// SPDX-License-Identifier: AGPL-3.0-or-later
//
// Copyright (C) 2026 Relational Network

//! LRU cache for record reads.
//!
//! Records never change once written, so a cached `get` never goes stale
//! and entries need no TTL. `annotations_for` grows as annotations are
//! appended and always goes to the inner gateway.

use std::num::NonZeroUsize;
use std::sync::{Arc, Mutex};

use async_trait::async_trait;
use lru::LruCache;

use super::{GatewayError, RecordId, StorageGateway, StoredRecord};
use crate::metadata::Metadata;

/// Default number of records kept.
pub const DEFAULT_CAPACITY: usize = 256;

/// Read-through cache in front of another gateway.
pub struct CachedGateway {
    inner: Arc<dyn StorageGateway>,
    cache: Mutex<LruCache<RecordId, StoredRecord>>,
}

impl CachedGateway {
    pub fn new(inner: Arc<dyn StorageGateway>, capacity: usize) -> Self {
        let capacity = NonZeroUsize::new(capacity).unwrap_or(NonZeroUsize::MIN);
        Self {
            inner,
            cache: Mutex::new(LruCache::new(capacity)),
        }
    }

    fn cached(&self, id: &RecordId) -> Option<StoredRecord> {
        let mut cache = self.cache.lock().ok()?;
        cache.get(id).cloned()
    }

    fn remember(&self, record: StoredRecord) {
        if let Ok(mut cache) = self.cache.lock() {
            cache.put(record.id.clone(), record);
        }
    }

    /// Number of cached records.
    pub fn cached_len(&self) -> usize {
        self.cache.lock().map(|c| c.len()).unwrap_or(0)
    }
}

#[async_trait]
impl StorageGateway for CachedGateway {
    async fn put(&self, payload: Vec<u8>, metadata: Metadata) -> Result<RecordId, GatewayError> {
        self.inner.put(payload, metadata).await
    }

    async fn get(&self, id: &RecordId) -> Result<StoredRecord, GatewayError> {
        if let Some(record) = self.cached(id) {
            tracing::trace!(record_id = %id, "Record cache hit");
            return Ok(record);
        }
        let record = self.inner.get(id).await?;
        self.remember(record.clone());
        Ok(record)
    }

    async fn annotations_for(
        &self,
        original: &RecordId,
    ) -> Result<Vec<StoredRecord>, GatewayError> {
        self.inner.annotations_for(original).await
    }
}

━━━━━━

■ **Problem description**:
Write out, exactly as shown, only the lines running from the one that contains "async fn get(&self, id: &RecordId)" to the last line above.

■ **Solution**:
    async fn get(&self, id: &RecordId) -> Result<StoredRecord, GatewayError> {
        if let Some(record) = self.cached(id) {
            tracing::trace!(record_id = %id, "Record cache hit");
            return Ok(record);
        }
        let record = self.inner.get(id).await?;
        self.remember(record.clone());
        Ok(record)
    }

    async fn annotations_for(
        &self,
        original: &RecordId,
    ) -> Result<Vec<StoredRecord>, GatewayError> {
        self.inner.annotations_for(original).await
    }
}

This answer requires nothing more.